Extended Data Fig. 8: Klf4 is controlled by Bmal1 and drives circadian rhythmicity of phagocytosis.
From: Aging disrupts circadian gene regulation and function in macrophages
a-d. Circadian RT-PCR expression patterns of Klf4 (a-b), and the phagocytosis-related genes Gba (c) and Rab3d (d) reveal loss of rhythmicity of phagocytosis genes in Klf4-shRNA lentiviral injected young mice as compared to scrambled vector controls. Data are mean ± s.e.m, n = 18 mice in each treatment group and n = 3 in each time group. Indicated p-values were calculated by JTK_CYCLE. e-f.
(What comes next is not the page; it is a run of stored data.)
// Copyright 2024 FastLabs Developers
//
// Licensed under the Apache License, Version 2.0 (the "License");
// you may not use this file except in compliance with the License.
// You may obtain a copy of the License at
//
//     http://www.apache.org/licenses/LICENSE-2.0
//
// Unless required by applicable law or agreed to in writing, software
// distributed under the License is distributed on an "AS IS" BASIS,
// WITHOUT WARRANTIES OR CONDITIONS OF ANY KIND, either express or implied.
// See the License for the specific language governing permissions and
// limitations under the License.

//! The destinations a logger writes formatted lines to.

use std::fmt;
use std::io::Write;

use crate::Error;
use crate::Flags;
use crate::Priority;

mod callback;
mod path;
mod stream;
#[cfg(all(unix, feature = "syslog"))]
mod syslog;

pub use self::callback::LogFn;
pub(crate) use self::callback::CallbackSink;
pub(crate) use self::path::PathSink;
pub(crate) use self::stream::StreamSink;
#[cfg(all(unix, feature = "syslog"))]
pub(crate) use self::syslog::SyslogSink;

/// The line written in place of one that did not fit the logger's buffer.
pub(crate) const TRUNCATED_LINE: &str = "sinklog: output truncated\n";

/// Which kind of sink a logger writes to.
#[derive(Debug, Clone, Copy, PartialEq, Eq, Hash)]
pub enum SinkKind {
    /// The system log facility.
    Syslog,
    /// A caller-supplied writer.
    Stream,
    /// A file opened, and reopened, by name.
    Path,
    /// A caller-supplied function.
    Callback,
    /// The logger has been closed.
    Closed,
}

pub(crate) enum Sink {
    #[cfg(all(unix, feature = "syslog"))]
    Syslog(SyslogSink),
    Stream(StreamSink),
    Path(PathSink),
    Callback(CallbackSink),
    Closed,
}

impl fmt::Debug for Sink {
    fn fmt(&self, f: &mut fmt::Formatter<'_>) -> fmt::Result {
        match self {
            #[cfg(all(unix, feature = "syslog"))]
            Sink::Syslog(sink) => f.debug_tuple("Syslog").field(sink).finish(),
            Sink::Stream(sink) => f.debug_tuple("Stream").field(sink).finish(),
            Sink::Path(sink) => f.debug_tuple("Path").field(sink).finish(),
            Sink::Callback(sink) => f.debug_tuple("Callback").field(sink).finish(),
            Sink::Closed => f.write_str("Closed"),
        }
    }
}

impl Sink {
    pub(crate) fn kind(&self) -> SinkKind {
        match self {
            #[cfg(all(unix, feature = "syslog"))]
            Sink::Syslog(_) => SinkKind::Syslog,
            Sink::Stream(_) => SinkKind::Stream,
            Sink::Path(_) => SinkKind::Path,
            Sink::Callback(_) => SinkKind::Callback,
            Sink::Closed => SinkKind::Closed,
        }
    }

    /// Whether output flags and the `ident[pid]` header apply to this sink.
    pub(crate) fn uses_flags(&self) -> bool {
        matches!(self, Sink::Stream(_) | Sink::Path(_))
    }

    /// Whether lines handed to this sink end with a newline.
    pub(crate) fn wants_newline(&self) -> bool {
        match self {
            #[cfg(all(unix, feature = "syslog"))]
            Sink::Syslog(_) => false,
            _ => true,
        }
    }

    /// Deliver one formatted line.
    pub(crate) fn emit(
        &mut self,
        priority: Priority,
        line: &str,
        flags: Flags,
        console: &mut dyn Write,
    ) -> Result<(), Error> {
        match self {
            #[cfg(all(unix, feature = "syslog"))]
            Sink::Syslog(sink) => sink.emit(priority, line),
            Sink::Stream(sink) => write_line(sink.writer(), line, flags, console),
            Sink::Path(sink) => match sink.file() {
                Some(file) => write_line(file, line, flags, console),
                None => Ok(()),
            },
            Sink::Callback(sink) => {
                sink.emit(priority, line);
                Ok(())
            }
            Sink::Closed => Ok(()),
        }
    }

    /// Report, through the sink itself, that a line was dropped for not fitting the buffer.
    ///
    /// Return `false` if this sink has no way to report it.
    #[cfg_attr(not(all(unix, feature = "syslog")), allow(unused_variables))]
    pub(crate) fn emit_truncated(&mut self, priority: Priority) -> bool {
        match self {
            #[cfg(all(unix, feature = "syslog"))]
            Sink::Syslog(sink) => sink.emit(priority, TRUNCATED_LINE.trim_end()).is_ok(),
            Sink::Stream(sink) => write_best_effort(sink.writer(), TRUNCATED_LINE),
            Sink::Path(sink) => match sink.file() {
                Some(file) => write_best_effort(file, TRUNCATED_LINE),
                None => false,
            },
            Sink::Callback(_) | Sink::Closed => false,
        }
    }
}

/// Write and flush `line`, mirroring it to `console` as `flags` ask.
///
/// A failed write that got mirrored counts as handled.
fn write_line(
    writer: &mut dyn Write,
    line: &str,
    flags: Flags,
    console: &mut dyn Write,
) -> Result<(), Error> {
    let result = writer
        .write_all(line.as_bytes())
        .and_then(|()| writer.flush());

    let echo = flags.contains(Flags::ALWAYS_ECHO_TO_STDERR)
        || (result.is_err() && flags.contains(Flags::ECHO_TO_CONSOLE_ON_ERROR));
    if echo {
        write_best_effort(console, line);
    }

    match result {
        Err(err) if !echo => Err(Error::from_io_error(err)),
        _ => Ok(()),
    }
}

fn write_best_effort(writer: &mut dyn Write, line: &str) -> bool {
    writer
        .write_all(line.as_bytes())
        .and_then(|()| writer.flush())
        .is_ok()
}

#[cfg(test)]
mod tests {
    use std::io;

    use super::*;

    struct Broken;

    impl Write for Broken {
        fn write(&mut self, _: &[u8]) -> io::Result<usize> {
            Err(io::Error::other("broken"))
        }

        fn flush(&mut self) -> io::Result<()> {
            Ok(())
        }
    }

    #[test]
    fn test_write_line_success_does_not_echo() {
        let mut out = Vec::new();
        let mut console = Vec::new();
        write_line(
            &mut out,
            "a\n",
            Flags::ECHO_TO_CONSOLE_ON_ERROR,
            &mut console,
        )
        .unwrap();
        assert_eq!(out, b"a\n");
        assert!(console.is_empty());
    }

    #[test]
    fn test_write_line_always_echo() {
        let mut out = Vec::new();
        let mut console = Vec::new();
        write_line(&mut out, "a\n", Flags::ALWAYS_ECHO_TO_STDERR, &mut console).unwrap();
        assert_eq!(out, b"a\n");
        assert_eq!(console, b"a\n");
    }

    #[test]
    fn test_write_line_failure_echoes_when_asked() {
        let mut console = Vec::new();
        write_line(
            &mut Broken,
            "lost\n",
            Flags::ECHO_TO_CONSOLE_ON_ERROR,
            &mut console,
        )
        .unwrap();
        assert_eq!(console, b"lost\n");
    }

    #[test]
    fn test_write_line_failure_without_echo_is_an_error() {
        let mut console = Vec::new();
        let err = write_line(&mut Broken, "lost\n", Flags::empty(), &mut console).unwrap_err();
        assert_eq!(err.kind(), crate::ErrorKind::Unexpected);
        assert!(console.is_empty());
    }
}
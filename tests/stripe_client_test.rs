use mockito::Matcher;
use pocket_wallet_core::gateway::{
    signature::sign, GatewayError, PaymentGateway, SignatureError, StripeClient, StripeSettings,
};
use std::time::Duration;

const SECRET_KEY: &str = "sk_test_4eC39HqLyjWDarjtT1zdp7dc";

fn settings(api_base: &str, timeout: Duration) -> StripeSettings {
    StripeSettings {
        api_base: api_base.to_string(),
        secret_key: SECRET_KEY.to_string(),
        publishable_key: "pk_test_TYooMQauvdEDq54NiTphI7jx".to_string(),
        webhook_secret: "whsec_client_test".to_string(),
        timeout,
        webhook_tolerance: Duration::from_secs(300),
    }
}

#[tokio::test]
async fn test_create_intent_posts_form_and_parses_response() {
    let mut server = mockito::Server::new_async().await;
    let mock = server
        .mock("POST", "/v1/payment_intents")
        .match_header("authorization", format!("Bearer {}", SECRET_KEY).as_str())
        .match_body(Matcher::AllOf(vec![
            Matcher::UrlEncoded("amount".into(), "5000".into()),
            Matcher::UrlEncoded("currency".into(), "pln".into()),
            Matcher::UrlEncoded("metadata[user_id]".into(), "user-42".into()),
            Matcher::UrlEncoded("automatic_payment_methods[enabled]".into(), "true".into()),
        ]))
        .with_status(200)
        .with_header("content-type", "application/json")
        .with_body(
            r#"{
                "id": "pi_3MtwBwLkdIwHu7ix28a3tqPa",
                "object": "payment_intent",
                "amount": 5000,
                "currency": "pln",
                "client_secret": "pi_3MtwBwLkdIwHu7ix28a3tqPa_secret_YrKJUKribcBjcG8HVhfZluoGH",
                "status": "requires_payment_method"
            }"#,
        )
        .create_async()
        .await;

    let client = StripeClient::new(
        settings(&server.url(), Duration::from_secs(5)),
        "PLN".to_string(),
    )
    .unwrap();
    let intent = client.create_intent("user-42", 5000).await.unwrap();

    mock.assert_async().await;
    assert_eq!(intent.payment_id, "pi_3MtwBwLkdIwHu7ix28a3tqPa");
    assert!(intent.client_secret.contains("_secret_"));
}

#[tokio::test]
async fn test_api_rejection_is_surfaced_with_message() {
    let mut server = mockito::Server::new_async().await;
    server
        .mock("POST", "/v1/payment_intents")
        .with_status(400)
        .with_header("content-type", "application/json")
        .with_body(
            r#"{"error":{"type":"invalid_request_error","message":"Amount must be at least 2.00 zł"}}"#,
        )
        .create_async()
        .await;

    let client = StripeClient::new(
        settings(&server.url(), Duration::from_secs(5)),
        "PLN".to_string(),
    )
    .unwrap();

    match client.create_intent("user-42", 1).await {
        Err(GatewayError::Api { status, message }) => {
            assert_eq!(status, 400);
            assert!(message.contains("at least 2.00"));
        }
        other => panic!("expected API error, got {:?}", other),
    }
}

#[tokio::test]
async fn test_missing_client_secret_is_invalid_response() {
    let mut server = mockito::Server::new_async().await;
    server
        .mock("POST", "/v1/payment_intents")
        .with_status(200)
        .with_header("content-type", "application/json")
        .with_body(r#"{"id":"pi_no_secret","object":"payment_intent"}"#)
        .create_async()
        .await;

    let client = StripeClient::new(
        settings(&server.url(), Duration::from_secs(5)),
        "PLN".to_string(),
    )
    .unwrap();

    assert!(matches!(
        client.create_intent("user-42", 100).await,
        Err(GatewayError::InvalidResponse(_))
    ));
}

#[tokio::test]
async fn test_unresponsive_processor_times_out() {
    let listener = tokio::net::TcpListener::bind("127.0.0.1:0").await.unwrap();
    let addr = listener.local_addr().unwrap();
    tokio::spawn(async move {
        let mut held = Vec::new();
        while let Ok((socket, _)) = listener.accept().await {
            held.push(socket);
        }
    });

    let client = StripeClient::new(
        settings(&format!("http://{}", addr), Duration::from_secs(1)),
        "PLN".to_string(),
    )
    .unwrap();

    assert!(matches!(
        client.create_intent("user-42", 100).await,
        Err(GatewayError::Timeout)
    ));
}

#[tokio::test]
async fn test_circuit_breaker_opens_after_server_errors() {
    let mut server = mockito::Server::new_async().await;
    let mock = server
        .mock("POST", "/v1/payment_intents")
        .with_status(503)
        .with_body("upstream unavailable")
        .expect(2)
        .create_async()
        .await;

    let client = StripeClient::with_circuit_breaker(
        settings(&server.url(), Duration::from_secs(5)),
        "PLN".to_string(),
        2,
        60,
    )
    .unwrap();
    assert_eq!(client.circuit_state(), "closed");

    for _ in 0..2 {
        assert!(matches!(
            client.create_intent("user-42", 100).await,
            Err(GatewayError::Api { status: 503, .. })
        ));
    }

    assert_eq!(client.circuit_state(), "open");
    assert!(matches!(
        client.create_intent("user-42", 100).await,
        Err(GatewayError::CircuitOpen(_))
    ));
    mock.assert_async().await;
}

#[tokio::test]
async fn test_client_errors_do_not_trip_the_breaker() {
    let mut server = mockito::Server::new_async().await;
    server
        .mock("POST", "/v1/payment_intents")
        .with_status(402)
        .with_body(r#"{"error":{"type":"card_error","message":"declined"}}"#)
        .create_async()
        .await;

    let client = StripeClient::with_circuit_breaker(
        settings(&server.url(), Duration::from_secs(5)),
        "PLN".to_string(),
        2,
        60,
    )
    .unwrap();

    for _ in 0..3 {
        assert!(matches!(
            client.create_intent("user-42", 100).await,
            Err(GatewayError::Api { status: 402, .. })
        ));
    }
    assert_eq!(client.circuit_state(), "closed");
}

#[test]
fn test_client_verifies_webhook_signatures_with_its_secret() {
    let client = StripeClient::new(
        settings("https://api.stripe.com", Duration::from_secs(5)),
        "PLN".to_string(),
    )
    .unwrap();
    let payload = br#"{"id":"evt_1","type":"charge.refunded","data":{"object":{}}}"#;
    let now = chrono::Utc::now().timestamp();

    let good = sign("whsec_client_test", now, payload);
    assert!(client.verify_signature(payload, &good).is_ok());

    let bad = sign("whsec_wrong", now, payload);
    assert_eq!(
        client.verify_signature(payload, &bad),
        Err(SignatureError::Mismatch)
    );
}
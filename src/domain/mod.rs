pub mod account;
pub mod transaction;

pub use account::{Account, NewAccount};
pub use transaction::{TransactionKind, TransactionRecord, TransactionStatus};
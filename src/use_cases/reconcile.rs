//! Payment-intent-to-ledger reconciliation.
//!
//! `create_deposit` opens a payment intent with the processor and records it
//! as a pending ledger entry. `handle_event` consumes the processor's signed
//! webhook and moves the matching entry to `completed`.
//!
//! The intent and the ledger row live in two systems that cannot be written
//! atomically. When the ledger write fails after the intent exists, the intent
//! is still returned to the caller and the failure is logged; the webhook path
//! tolerates the missing row.

use serde::Serialize;
use std::sync::Arc;
use thiserror::Error;

use crate::domain::{TransactionRecord, TransactionStatus};
use crate::gateway::{
    GatewayError, PaymentGateway, PaymentIntent, PaymentIntentObject, SignatureError, StripeEvent,
};
use crate::ports::{AccountStore, LedgerStore, StoreError};
use crate::validation::{validate_positive_amount, validate_required, ValidationError};

#[derive(Error, Debug)]
pub enum ReconcileError {
    #[error("{0}")]
    Validation(String),

    #[error("{0}")]
    NotFound(String),

    #[error(transparent)]
    Gateway(#[from] GatewayError),

    #[error(transparent)]
    Signature(#[from] SignatureError),

    #[error("{0}")]
    MalformedEvent(String),

    #[error("invariant violated: {0}")]
    Invariant(String),

    #[error(transparent)]
    Store(#[from] StoreError),
}

impl From<ValidationError> for ReconcileError {
    fn from(err: ValidationError) -> Self {
        ReconcileError::Validation(err.to_string())
    }
}

/// What a verified webhook delivery did to the ledger.
#[derive(Debug, Clone, Copy, PartialEq, Eq, Serialize)]
#[serde(rename_all = "snake_case")]
pub enum WebhookOutcome {
    /// Event type this service does not act on.
    Ignored,
    /// No ledger record carries the event's payment id.
    Unmatched,
    /// The record moved from pending to completed.
    Completed,
    /// The record was already terminal; nothing changed.
    AlreadyFinal,
    /// The record belongs to a different user than the event's tag; left untouched.
    OwnerMismatch,
    /// The ledger could not be read or written. Logged for repair, not retried.
    StoreUnavailable,
}

pub struct Reconciler {
    gateway: Arc<dyn PaymentGateway>,
    ledger: Arc<dyn LedgerStore>,
    accounts: Arc<dyn AccountStore>,
    currency: String,
}

impl Reconciler {
    pub fn new(
        gateway: Arc<dyn PaymentGateway>,
        ledger: Arc<dyn LedgerStore>,
        accounts: Arc<dyn AccountStore>,
        currency: String,
    ) -> Self {
        Self {
            gateway,
            ledger,
            accounts,
            currency,
        }
    }

    pub fn currency(&self) -> &str {
        &self.currency
    }

    /// Opens a top-up for `user_id` and records it as pending.
    ///
    /// Every call creates a new intent; deposits are not deduplicated by user or amount.
    #[tracing::instrument(skip(self))]
    pub async fn create_deposit(
        &self,
        user_id: &str,
        amount_minor: i64,
    ) -> Result<PaymentIntent, ReconcileError> {
        let user_id = user_id.trim();
        validate_required("user_id", user_id)?;
        validate_positive_amount(amount_minor)?;

        if !self.accounts.exists(user_id).await? {
            return Err(ReconcileError::NotFound(format!("User {} not found", user_id)));
        }

        let intent = self
            .gateway
            .create_intent(user_id, amount_minor)
            .await
            .map_err(|e| {
                tracing::warn!(error = %e, "Payment intent creation failed");
                e
            })?;

        let record = TransactionRecord::pending_deposit(
            user_id.to_string(),
            amount_minor,
            self.currency.clone(),
            intent.payment_id.clone(),
        );
        self.record_pending(&record).await;

        tracing::info!(
            payment_id = %intent.payment_id,
            "Payment intent created"
        );
        Ok(intent)
    }

    /// Writes the pending row. Failures are logged, never returned: the intent
    /// already exists remotely and the caller needs its client secret.
    async fn record_pending(&self, record: &TransactionRecord) {
        let payment_id = record.payment_id.as_deref().unwrap_or_default();

        match self.ledger.create_record(record).await {
            Ok(stored) => {
                tracing::debug!(
                    transaction_id = %stored.transaction_id,
                    payment_id,
                    "Ledger record created"
                );
            }
            Err(StoreError::DuplicateKey(_)) => self.inspect_duplicate(record).await,
            Err(e) => {
                tracing::error!(
                    payment_id,
                    user_id = %record.user_id,
                    error = %e,
                    "Failed to write ledger record; payment intent kept without one"
                );
            }
        }
    }

    async fn inspect_duplicate(&self, record: &TransactionRecord) {
        let payment_id = record.payment_id.as_deref().unwrap_or_default();

        match self.ledger.find_by_payment_id(payment_id).await {
            Ok(existing)
                if existing.user_id == record.user_id
                    && existing.amount == record.amount
                    && existing.kind == record.kind =>
            {
                tracing::info!(
                    payment_id,
                    transaction_id = %existing.transaction_id,
                    "Ledger record for payment already present"
                );
            }
            Ok(existing) => {
                tracing::error!(
                    payment_id,
                    existing_user_id = %existing.user_id,
                    existing_amount = %existing.amount,
                    user_id = %record.user_id,
                    amount = %record.amount,
                    "Conflicting ledger record for payment id"
                );
            }
            Err(e) => {
                tracing::error!(
                    payment_id,
                    error = %e,
                    "Duplicate payment id reported but existing record unreadable"
                );
            }
        }
    }

    /// Authenticates and applies one webhook delivery.
    ///
    /// Signature verification happens before the body is interpreted. Once an
    /// event is authenticated and parsed it is acknowledged, including unknown
    /// users, unknown payment ids, owner mismatches and store outages; a
    /// processor retry cannot fix any of those. Only bad signatures, unparseable
    /// bodies, a missing owner tag and a record vanishing mid-update are errors.
    pub async fn handle_event(
        &self,
        payload: &[u8],
        signature_header: &str,
    ) -> Result<WebhookOutcome, ReconcileError> {
        if let Err(e) = self.gateway.verify_signature(payload, signature_header) {
            tracing::warn!(error = %e, "Rejected webhook: signature verification failed");
            return Err(e.into());
        }

        let event = StripeEvent::parse(payload).map_err(|e| {
            tracing::warn!(error = %e, "Rejected webhook: unparseable event");
            ReconcileError::MalformedEvent(format!("Invalid event payload: {}", e))
        })?;

        tracing::info!(
            event_type = event.event_type(),
            event_id = event.event_id().unwrap_or("-"),
            "Received Stripe webhook event"
        );

        match event {
            StripeEvent::PaymentIntentSucceeded { intent, .. } => self.confirm_payment(&intent).await,
            StripeEvent::Other { .. } => Ok(WebhookOutcome::Ignored),
        }
    }

    async fn confirm_payment(
        &self,
        intent: &PaymentIntentObject,
    ) -> Result<WebhookOutcome, ReconcileError> {
        let payment_id = intent.id.as_str();
        let user_id = intent.user_id().ok_or_else(|| {
            ReconcileError::Validation(format!(
                "Payment intent {} has no user_id metadata",
                payment_id
            ))
        })?;

        match self.accounts.get_by_id(user_id).await {
            Ok(account) => {
                tracing::info!(
                    payment_id,
                    user_id,
                    login = %account.login,
                    amount_minor = intent.amount,
                    "Payment succeeded"
                );
            }
            Err(StoreError::NotFound(_)) => {
                tracing::warn!(payment_id, user_id, "Payment succeeded for unknown user");
            }
            Err(e) => {
                tracing::warn!(payment_id, user_id, error = %e, "Account lookup failed; continuing");
            }
        }

        let record = match self.ledger.find_by_payment_id(payment_id).await {
            Ok(record) => record,
            Err(StoreError::NotFound(_)) => {
                tracing::warn!(payment_id, "No ledger record for succeeded payment");
                return Ok(WebhookOutcome::Unmatched);
            }
            Err(e) => {
                tracing::error!(
                    payment_id,
                    user_id,
                    error = %e,
                    "Ledger lookup failed for succeeded payment; record left for repair"
                );
                return Ok(WebhookOutcome::StoreUnavailable);
            }
        };

        if record.user_id != user_id {
            tracing::error!(
                payment_id,
                transaction_id = %record.transaction_id,
                record_user_id = %record.user_id,
                event_user_id = user_id,
                "Ledger record owner does not match payment metadata; record left untouched"
            );
            return Ok(WebhookOutcome::OwnerMismatch);
        }

        if record.status.is_terminal() {
            tracing::info!(
                payment_id,
                status = %record.status,
                "Ledger record already final; duplicate delivery ignored"
            );
            return Ok(WebhookOutcome::AlreadyFinal);
        }

        match self
            .ledger
            .update_status(record.transaction_id, TransactionStatus::Completed)
            .await
        {
            Ok(change) if change.applied => {
                tracing::info!(
                    payment_id,
                    transaction_id = %change.record.transaction_id,
                    "Ledger record completed"
                );
                Ok(WebhookOutcome::Completed)
            }
            Ok(change) => {
                tracing::info!(
                    payment_id,
                    status = %change.record.status,
                    "Ledger record finalized by a concurrent delivery"
                );
                Ok(WebhookOutcome::AlreadyFinal)
            }
            Err(StoreError::NotFound(what)) => Err(ReconcileError::Invariant(format!(
                "ledger record disappeared during update: {}",
                what
            ))),
            Err(e) => {
                tracing::error!(
                    payment_id,
                    transaction_id = %record.transaction_id,
                    error = %e,
                    "Failed to complete ledger record; record left for repair"
                );
                Ok(WebhookOutcome::StoreUnavailable)
            }
        }
    }

    /// Transaction history for `user_id`, newest first.
    pub async fn list_transactions(
        &self,
        user_id: &str,
        limit: i64,
    ) -> Result<Vec<TransactionRecord>, ReconcileError> {
        let user_id = user_id.trim();
        validate_required("user_id", user_id)?;

        if !self.accounts.exists(user_id).await? {
            return Err(ReconcileError::NotFound(format!("User {} not found", user_id)));
        }

        Ok(self.ledger.list_by_user(user_id, limit).await?)
    }
}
RT-PCR expression of Bmal1 (e) and Circadian RT-PCR expression patterns of Klf4 in Bmal1-shRNA lentiviral injected young mice as compared to scrambled vector controls. Data are mean ± s.e.m, n = 18 mice in each treatment group and n = 3 in each time group. Indicated p-values were calculated by JTK_CYCLE. g. Phagocytosis of fluorescent E. coli particles by Bmal1-shRNA lentiviral and scrambled vector injected young mice. Data are mean ± s.e.m, n = 18 mice in each treatment group and n = 3 in each time group. Indicated p-values were calculated by JTK_CYCLE. h. Crystal structure of the zinc-finger domain of KLF4 in complex with DNA and rs2236599 synonymous mutation site predicted by SWISS-MODEL57.